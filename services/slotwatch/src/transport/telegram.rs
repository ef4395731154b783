//! Telegram Bot API transport.
//!
//! Outbound messages go through `sendMessage` with the main reply keyboard.
//! Inbound messages are fetched with `getUpdates` long polling and pushed
//! onto the command queue.

use std::time::Duration;

use async_trait::async_trait;
use serde::de::DeserializeOwned;
use serde::{Deserialize, Serialize};
use tokio::sync::{mpsc, watch};
use tracing::{debug, info, warn};

use super::{InboundMessage, OutboundMessage, Transport};
use crate::commands::MAIN_KEYBOARD;
use crate::error::DeliveryError;
use crate::registry::ChatId;

/// Long-poll timeout passed to `getUpdates`.
const POLL_TIMEOUT_SECS: u64 = 60;

/// Timeout for every other API call.
const REQUEST_TIMEOUT: Duration = Duration::from_secs(30);

const MAX_POLL_BACKOFF: Duration = Duration::from_secs(60);

/// Telegram Bot API client.
pub struct TelegramTransport {
    client: reqwest::Client,
    /// `{api}/bot{token}`; never logged.
    base_url: String,
}

impl TelegramTransport {
    pub fn new(api_url: &str, token: &str) -> Result<Self, DeliveryError> {
        let client = reqwest::Client::builder()
            .timeout(Duration::from_secs(POLL_TIMEOUT_SECS + 10))
            .build()
            .map_err(|e| DeliveryError::Transport(format!("failed to build HTTP client: {e}")))?;

        Ok(Self {
            client,
            base_url: format!("{}/bot{}", api_url.trim_end_matches('/'), token),
        })
    }

    /// Fetch the bot's own account.
    pub async fn get_me(&self) -> Result<BotUser, DeliveryError> {
        self.call("getMe", &serde_json::json!({}), REQUEST_TIMEOUT)
            .await
    }

    /// Fetch updates after `offset`, waiting up to `timeout_secs` for new ones.
    pub async fn get_updates(
        &self,
        offset: i64,
        timeout_secs: u64,
    ) -> Result<Vec<Update>, DeliveryError> {
        let request = GetUpdatesRequest {
            offset,
            timeout: timeout_secs,
            allowed_updates: vec!["message"],
        };
        self.call(
            "getUpdates",
            &request,
            Duration::from_secs(timeout_secs) + REQUEST_TIMEOUT,
        )
        .await
    }

    /// Poll for updates until shutdown, forwarding text messages to `inbound`.
    ///
    /// Poll failures back off exponentially up to a minute and never end the
    /// loop.
    pub async fn run_updates(
        &self,
        inbound: mpsc::Sender<InboundMessage>,
        mut shutdown: watch::Receiver<bool>,
    ) {
        info!("Starting update polling");

        let mut offset = 0i64;
        let mut backoff = Duration::from_secs(1);

        loop {
            let result = tokio::select! {
                result = self.get_updates(offset, POLL_TIMEOUT_SECS) => result,
                _ = shutdown.changed() => {
                    if *shutdown.borrow() {
                        info!("Update polling shutting down");
                        break;
                    }
                    continue;
                }
            };

            match result {
                Ok(updates) => {
                    backoff = Duration::from_secs(1);
                    for update in updates {
                        offset = offset.max(update.update_id + 1);
                        let Some(message) = update.into_inbound() else {
                            continue;
                        };
                        if inbound.send(message).await.is_err() {
                            info!("Inbound queue closed, stopping update polling");
                            return;
                        }
                    }
                }
                Err(e) => {
                    warn!(error = %e, backoff_secs = backoff.as_secs(), "Failed to fetch updates");
                    tokio::select! {
                        _ = tokio::time::sleep(backoff) => {}
                        _ = shutdown.changed() => {
                            if *shutdown.borrow() {
                                break;
                            }
                        }
                    }
                    backoff = (backoff * 2).min(MAX_POLL_BACKOFF);
                }
            }
        }
    }

    async fn call<B, T>(&self, method: &str, body: &B, timeout: Duration) -> Result<T, DeliveryError>
    where
        B: Serialize + ?Sized,
        T: DeserializeOwned,
    {
        let url = format!("{}/{method}", self.base_url);
        let response = self
            .client
            .post(&url)
            .json(body)
            .timeout(timeout)
            .send()
            .await?;

        let status = response.status();
        let envelope: ApiResponse<T> = response
            .json()
            .await
            .map_err(|e| {
                if status.is_success() {
                    DeliveryError::InvalidResponse(e.to_string())
                } else {
                    DeliveryError::Rejected {
                        status: status.as_u16(),
                        description: status.to_string(),
                    }
                }
            })?;

        if !status.is_success() || !envelope.ok {
            return Err(DeliveryError::Rejected {
                status: envelope.error_code.unwrap_or(status.as_u16()),
                description: envelope.description.unwrap_or_else(|| status.to_string()),
            });
        }

        envelope
            .result
            .ok_or_else(|| DeliveryError::InvalidResponse(format!("{method}: missing result")))
    }
}

#[async_trait]
impl Transport for TelegramTransport {
    async fn send(&self, chat: ChatId, message: &OutboundMessage) -> Result<(), DeliveryError> {
        let request = SendMessageRequest {
            chat_id: chat.0,
            text: &message.text,
            reply_markup: message.keyboard.then(ReplyKeyboard::main),
        };

        let sent: SentMessage = self.call("sendMessage", &request, REQUEST_TIMEOUT).await?;
        debug!(chat_id = %chat, message_id = sent.message_id, "Message sent");
        Ok(())
    }
}

// =============================================================================
// Bot API types
// =============================================================================

#[derive(Debug, Deserialize)]
struct ApiResponse<T> {
    ok: bool,
    result: Option<T>,
    description: Option<String>,
    error_code: Option<u16>,
}

#[derive(Debug, Serialize)]
struct GetUpdatesRequest {
    offset: i64,
    timeout: u64,
    allowed_updates: Vec<&'static str>,
}

#[derive(Debug, Serialize)]
struct SendMessageRequest<'a> {
    chat_id: i64,
    text: &'a str,
    #[serde(skip_serializing_if = "Option::is_none")]
    reply_markup: Option<ReplyKeyboard>,
}

#[derive(Debug, Serialize)]
struct ReplyKeyboard {
    keyboard: Vec<Vec<KeyboardButton>>,
    resize_keyboard: bool,
}

impl ReplyKeyboard {
    fn main() -> Self {
        Self {
            keyboard: MAIN_KEYBOARD
                .iter()
                .map(|row| {
                    row.iter()
                        .map(|label| KeyboardButton {
                            text: (*label).to_string(),
                        })
                        .collect()
                })
                .collect(),
            resize_keyboard: true,
        }
    }
}

#[derive(Debug, Serialize)]
struct KeyboardButton {
    text: String,
}

#[derive(Debug, Deserialize)]
struct SentMessage {
    message_id: i64,
}

/// The bot's own account, from `getMe`.
#[derive(Debug, Clone, Deserialize)]
pub struct BotUser {
    pub id: i64,
    #[serde(default)]
    pub username: Option<String>,
}

/// A single update from `getUpdates`.
#[derive(Debug, Clone, Deserialize)]
pub struct Update {
    pub update_id: i64,
    #[serde(default)]
    pub message: Option<Message>,
}

#[derive(Debug, Clone, Deserialize)]
pub struct Message {
    pub chat: Chat,
    #[serde(default)]
    pub from: Option<User>,
    #[serde(default)]
    pub text: Option<String>,
}

#[derive(Debug, Clone, Deserialize)]
pub struct Chat {
    pub id: i64,
}

#[derive(Debug, Clone, Deserialize)]
pub struct User {
    pub id: i64,
    #[serde(default)]
    pub username: Option<String>,
}

impl Update {
    /// Text messages only; other update kinds are dropped.
    pub fn into_inbound(self) -> Option<InboundMessage> {
        let message = self.message?;
        let text = message.text?;
        let username = message.from.map(|from| match from.username {
            Some(name) if !name.is_empty() => name,
            _ => format!("id:{}", from.id),
        });

        Some(InboundMessage {
            chat_id: ChatId(message.chat.id),
            username,
            text,
        })
    }
}

#[cfg(test)]
mod tests {
    use super::*;

    #[test]
    fn test_update_into_inbound() {
        let update: Update = serde_json::from_value(serde_json::json!({
            "update_id": 10,
            "message": {
                "message_id": 1,
                "chat": { "id": 42, "type": "private" },
                "from": { "id": 7, "is_bot": false, "first_name": "A" },
                "text": "/check"
            }
        }))
        .unwrap();

        let inbound = update.into_inbound().unwrap();
        assert_eq!(inbound.chat_id, ChatId(42));
        assert_eq!(inbound.username.as_deref(), Some("id:7"));
        assert_eq!(inbound.text, "/check");
    }

    #[test]
    fn test_non_text_update_is_dropped() {
        let update: Update = serde_json::from_value(serde_json::json!({
            "update_id": 11,
            "message": { "message_id": 2, "chat": { "id": 42 } }
        }))
        .unwrap();
        assert!(update.into_inbound().is_none());

        let update: Update =
            serde_json::from_value(serde_json::json!({ "update_id": 12 })).unwrap();
        assert!(update.into_inbound().is_none());
    }

    #[test]
    fn test_main_keyboard_layout() {
        let json = serde_json::to_value(ReplyKeyboard::main()).unwrap();
        assert_eq!(json["keyboard"].as_array().unwrap().len(), 2);
        assert_eq!(json["keyboard"][0][0]["text"], MAIN_KEYBOARD[0][0]);
        assert_eq!(json["keyboard"][1][1]["text"], MAIN_KEYBOARD[1][1]);
        assert_eq!(json["resize_keyboard"], true);
    }
}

* WHAT TO DO
What is needed is a copy of every line above in which "mpsc" appears.

* RESULT
use tokio::sync::{mpsc, watch};
        inbound: mpsc::Sender<InboundMessage>,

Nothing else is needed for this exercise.